» ASSIGNMENT
Would you please transcribe, exactly as written, the lines of the entries below starting at the one that holds "Into<String>) -> Response;" and ending at the one that holds "impl ResponseExt for", both included?

» DATASET EXTRACT
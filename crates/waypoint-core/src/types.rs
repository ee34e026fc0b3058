//! HTTP request and response types used by handlers.

use bytes::Bytes;
use http_body_util::Full;

/// The HTTP request type seen by handlers.
///
/// This is a standard `http::Request` with a fully buffered body.
pub type Request = http::Request<Bytes>;

/// The HTTP response type produced by handlers.
pub type Response = http::Response<Full<Bytes>>;

/// Extension trait for building simple responses.
pub trait ResponseExt {
    /// Creates a response with the given status, content type and body.
    fn with_body(status: http::StatusCode, content_type: &str, body: impl Into<Bytes>) -> Response;

    /// Creates a plain-text response.
    fn text(status: http::StatusCode, body: impl Into<String>) -> Response;

    /// Creates a JSON error response.
    fn json_error(status: http::StatusCode, code: &str, message: &str) -> Response;
}

impl ResponseExt for Response {
    fn with_body(status: http::StatusCode, content_type: &str, body: impl Into<Bytes>) -> Response {
        let mut response = http::Response::new(Full::new(body.into()));
        *response.status_mut() = status;
        if let Ok(value) = http::HeaderValue::from_str(content_type) {
            response
                .headers_mut()
                .insert(http::header::CONTENT_TYPE, value);
        }
        response
    }

    fn text(status: http::StatusCode, body: impl Into<String>) -> Response {
        let body: String = body.into();
        Self::with_body(status, "text/plain; charset=utf-8", body)
    }

    fn json_error(status: http::StatusCode, code: &str, message: &str) -> Response {
        let body = serde_json::json!({
            "error": {
                "code": code,
                "message": message
            }
        });

        Self::with_body(status, "application/json", body.to_string())
    }
}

» COMPLETED EXERCISE
    fn text(status: http::StatusCode, body: impl Into<String>) -> Response;

    /// Creates a JSON error response.
    fn json_error(status: http::StatusCode, code: &str, message: &str) -> Response;
}

impl ResponseExt for Response {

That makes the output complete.